Please copy out all lines of the entries that contain the word "SessionCompleted".

[Excerpted records Boundary: Start]

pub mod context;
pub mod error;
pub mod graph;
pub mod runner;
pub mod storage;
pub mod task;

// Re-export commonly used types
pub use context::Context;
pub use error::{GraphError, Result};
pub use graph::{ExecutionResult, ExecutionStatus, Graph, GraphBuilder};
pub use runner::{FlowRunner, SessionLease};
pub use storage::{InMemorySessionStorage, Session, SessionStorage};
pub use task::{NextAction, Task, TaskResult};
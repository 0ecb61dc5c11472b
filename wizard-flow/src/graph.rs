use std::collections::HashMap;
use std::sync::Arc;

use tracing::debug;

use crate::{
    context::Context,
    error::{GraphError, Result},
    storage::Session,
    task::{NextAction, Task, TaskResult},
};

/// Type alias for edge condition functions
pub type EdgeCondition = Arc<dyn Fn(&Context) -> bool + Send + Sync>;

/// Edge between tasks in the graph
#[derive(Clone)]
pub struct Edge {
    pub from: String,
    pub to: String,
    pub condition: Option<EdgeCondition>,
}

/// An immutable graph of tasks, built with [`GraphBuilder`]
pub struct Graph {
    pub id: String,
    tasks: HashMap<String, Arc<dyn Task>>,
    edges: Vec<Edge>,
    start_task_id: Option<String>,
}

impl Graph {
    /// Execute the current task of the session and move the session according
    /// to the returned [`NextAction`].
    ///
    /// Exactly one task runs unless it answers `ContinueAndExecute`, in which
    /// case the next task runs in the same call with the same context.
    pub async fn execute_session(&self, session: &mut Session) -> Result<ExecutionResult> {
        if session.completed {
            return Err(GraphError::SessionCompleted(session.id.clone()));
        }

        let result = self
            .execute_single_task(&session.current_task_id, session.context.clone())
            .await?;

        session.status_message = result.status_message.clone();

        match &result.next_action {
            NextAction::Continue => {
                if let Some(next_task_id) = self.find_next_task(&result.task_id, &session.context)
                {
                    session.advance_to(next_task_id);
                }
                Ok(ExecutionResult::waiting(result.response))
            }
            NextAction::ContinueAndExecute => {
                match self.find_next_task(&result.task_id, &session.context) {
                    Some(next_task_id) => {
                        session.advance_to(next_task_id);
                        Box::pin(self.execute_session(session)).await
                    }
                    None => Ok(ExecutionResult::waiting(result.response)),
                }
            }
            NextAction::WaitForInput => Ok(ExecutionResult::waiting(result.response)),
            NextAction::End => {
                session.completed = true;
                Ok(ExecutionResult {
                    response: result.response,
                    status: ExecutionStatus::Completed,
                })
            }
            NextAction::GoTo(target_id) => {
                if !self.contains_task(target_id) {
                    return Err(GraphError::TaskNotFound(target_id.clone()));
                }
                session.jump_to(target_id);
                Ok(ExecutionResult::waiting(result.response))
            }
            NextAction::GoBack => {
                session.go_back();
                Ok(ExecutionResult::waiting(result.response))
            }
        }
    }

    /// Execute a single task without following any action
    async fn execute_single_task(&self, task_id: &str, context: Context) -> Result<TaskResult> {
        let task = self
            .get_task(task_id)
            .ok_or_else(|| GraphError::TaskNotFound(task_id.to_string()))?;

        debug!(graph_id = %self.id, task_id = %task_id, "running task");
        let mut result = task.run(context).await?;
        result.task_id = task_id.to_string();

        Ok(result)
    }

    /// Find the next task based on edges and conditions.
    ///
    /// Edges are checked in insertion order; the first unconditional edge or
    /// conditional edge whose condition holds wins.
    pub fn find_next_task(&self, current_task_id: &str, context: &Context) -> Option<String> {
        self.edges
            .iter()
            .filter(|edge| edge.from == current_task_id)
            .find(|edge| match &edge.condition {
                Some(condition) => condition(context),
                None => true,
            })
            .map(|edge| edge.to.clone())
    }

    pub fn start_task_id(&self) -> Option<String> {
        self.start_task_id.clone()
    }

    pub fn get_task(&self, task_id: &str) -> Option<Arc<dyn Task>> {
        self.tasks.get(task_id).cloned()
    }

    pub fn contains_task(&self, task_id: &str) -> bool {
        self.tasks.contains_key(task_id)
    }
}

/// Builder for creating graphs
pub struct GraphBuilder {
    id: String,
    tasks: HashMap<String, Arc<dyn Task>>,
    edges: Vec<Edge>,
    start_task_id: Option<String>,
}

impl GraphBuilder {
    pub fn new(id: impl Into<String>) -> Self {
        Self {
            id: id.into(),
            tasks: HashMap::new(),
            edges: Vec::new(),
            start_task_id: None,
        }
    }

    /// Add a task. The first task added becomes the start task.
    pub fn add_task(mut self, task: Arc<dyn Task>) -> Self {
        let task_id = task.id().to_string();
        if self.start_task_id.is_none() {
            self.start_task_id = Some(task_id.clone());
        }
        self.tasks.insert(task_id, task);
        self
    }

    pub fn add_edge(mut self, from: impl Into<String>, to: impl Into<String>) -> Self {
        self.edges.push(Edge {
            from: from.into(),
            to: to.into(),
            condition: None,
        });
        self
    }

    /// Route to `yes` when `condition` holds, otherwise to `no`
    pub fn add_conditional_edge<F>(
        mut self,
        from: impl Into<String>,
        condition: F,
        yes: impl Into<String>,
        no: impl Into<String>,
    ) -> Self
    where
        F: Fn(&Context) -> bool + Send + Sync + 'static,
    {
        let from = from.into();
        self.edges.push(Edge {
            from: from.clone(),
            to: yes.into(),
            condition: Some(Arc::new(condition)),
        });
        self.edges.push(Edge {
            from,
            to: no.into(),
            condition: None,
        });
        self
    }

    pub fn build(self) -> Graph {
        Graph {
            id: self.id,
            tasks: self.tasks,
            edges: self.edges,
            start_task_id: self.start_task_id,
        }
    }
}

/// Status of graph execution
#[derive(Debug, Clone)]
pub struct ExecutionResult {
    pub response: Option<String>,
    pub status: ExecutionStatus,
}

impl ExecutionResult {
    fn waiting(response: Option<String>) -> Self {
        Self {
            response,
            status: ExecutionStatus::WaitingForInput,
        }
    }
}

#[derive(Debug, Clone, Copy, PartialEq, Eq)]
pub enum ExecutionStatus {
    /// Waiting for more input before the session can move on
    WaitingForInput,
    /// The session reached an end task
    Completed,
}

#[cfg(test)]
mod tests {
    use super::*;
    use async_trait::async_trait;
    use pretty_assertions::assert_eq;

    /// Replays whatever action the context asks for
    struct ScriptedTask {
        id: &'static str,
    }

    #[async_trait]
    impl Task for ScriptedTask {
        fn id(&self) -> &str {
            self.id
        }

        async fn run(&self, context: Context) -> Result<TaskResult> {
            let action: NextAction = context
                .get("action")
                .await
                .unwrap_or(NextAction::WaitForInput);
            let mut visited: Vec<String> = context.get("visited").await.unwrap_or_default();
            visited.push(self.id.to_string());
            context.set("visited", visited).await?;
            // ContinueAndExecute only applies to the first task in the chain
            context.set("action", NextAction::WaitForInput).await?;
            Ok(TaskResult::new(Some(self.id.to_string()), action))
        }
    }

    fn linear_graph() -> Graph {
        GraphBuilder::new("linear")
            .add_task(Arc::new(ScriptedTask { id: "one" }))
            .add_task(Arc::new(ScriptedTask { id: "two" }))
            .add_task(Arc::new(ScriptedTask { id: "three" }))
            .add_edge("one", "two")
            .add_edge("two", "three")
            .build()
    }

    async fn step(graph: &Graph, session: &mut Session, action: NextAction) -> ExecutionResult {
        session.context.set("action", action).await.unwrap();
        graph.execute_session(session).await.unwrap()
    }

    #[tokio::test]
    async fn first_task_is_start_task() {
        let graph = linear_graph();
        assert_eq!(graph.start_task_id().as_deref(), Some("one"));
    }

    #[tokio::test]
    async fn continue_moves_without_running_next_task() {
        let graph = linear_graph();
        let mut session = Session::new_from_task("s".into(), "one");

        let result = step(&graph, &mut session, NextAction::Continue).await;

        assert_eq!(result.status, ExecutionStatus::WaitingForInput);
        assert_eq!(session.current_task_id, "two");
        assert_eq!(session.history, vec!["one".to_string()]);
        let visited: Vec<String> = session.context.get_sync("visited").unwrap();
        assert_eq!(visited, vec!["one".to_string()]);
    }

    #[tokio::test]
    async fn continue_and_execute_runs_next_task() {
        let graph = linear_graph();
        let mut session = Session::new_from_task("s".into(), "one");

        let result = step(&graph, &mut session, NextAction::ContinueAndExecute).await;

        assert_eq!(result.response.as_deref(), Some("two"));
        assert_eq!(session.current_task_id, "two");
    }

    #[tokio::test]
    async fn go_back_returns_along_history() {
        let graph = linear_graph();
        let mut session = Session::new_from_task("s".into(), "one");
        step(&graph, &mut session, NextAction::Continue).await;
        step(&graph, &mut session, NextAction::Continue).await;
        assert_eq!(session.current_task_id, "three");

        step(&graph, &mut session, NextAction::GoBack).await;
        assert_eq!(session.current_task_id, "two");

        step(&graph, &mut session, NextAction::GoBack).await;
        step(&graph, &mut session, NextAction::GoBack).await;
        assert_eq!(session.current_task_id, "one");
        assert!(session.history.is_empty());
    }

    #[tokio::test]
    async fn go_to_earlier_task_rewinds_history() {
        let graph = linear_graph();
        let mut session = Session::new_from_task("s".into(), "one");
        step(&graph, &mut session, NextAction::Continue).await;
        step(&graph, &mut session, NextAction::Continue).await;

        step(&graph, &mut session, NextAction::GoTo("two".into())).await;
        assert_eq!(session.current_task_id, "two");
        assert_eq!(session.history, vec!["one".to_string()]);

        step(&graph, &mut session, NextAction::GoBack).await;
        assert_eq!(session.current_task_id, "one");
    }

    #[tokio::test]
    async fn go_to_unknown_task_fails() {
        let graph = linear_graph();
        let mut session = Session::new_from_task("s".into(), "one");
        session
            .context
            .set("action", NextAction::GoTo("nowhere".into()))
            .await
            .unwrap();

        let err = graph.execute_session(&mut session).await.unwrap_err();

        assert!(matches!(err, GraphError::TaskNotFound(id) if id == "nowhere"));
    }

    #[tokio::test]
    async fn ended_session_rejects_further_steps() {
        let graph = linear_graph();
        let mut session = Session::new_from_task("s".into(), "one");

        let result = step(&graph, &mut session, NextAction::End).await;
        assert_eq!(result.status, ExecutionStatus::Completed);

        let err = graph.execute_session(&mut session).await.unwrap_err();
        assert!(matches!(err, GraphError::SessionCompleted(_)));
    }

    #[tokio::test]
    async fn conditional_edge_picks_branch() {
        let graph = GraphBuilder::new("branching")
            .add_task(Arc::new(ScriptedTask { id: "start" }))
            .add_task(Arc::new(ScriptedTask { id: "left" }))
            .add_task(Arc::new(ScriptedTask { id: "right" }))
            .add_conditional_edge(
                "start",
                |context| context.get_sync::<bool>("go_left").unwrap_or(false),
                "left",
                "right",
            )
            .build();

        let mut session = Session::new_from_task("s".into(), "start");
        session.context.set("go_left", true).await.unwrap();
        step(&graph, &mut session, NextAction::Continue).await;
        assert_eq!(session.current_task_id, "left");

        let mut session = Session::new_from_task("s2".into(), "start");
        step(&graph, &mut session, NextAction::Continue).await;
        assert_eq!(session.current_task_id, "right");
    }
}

[Excerpted records Boundary: End]

* [Result of this task]:
            return Err(GraphError::SessionCompleted(session.id.clone()));
        assert!(matches!(err, GraphError::SessionCompleted(_)));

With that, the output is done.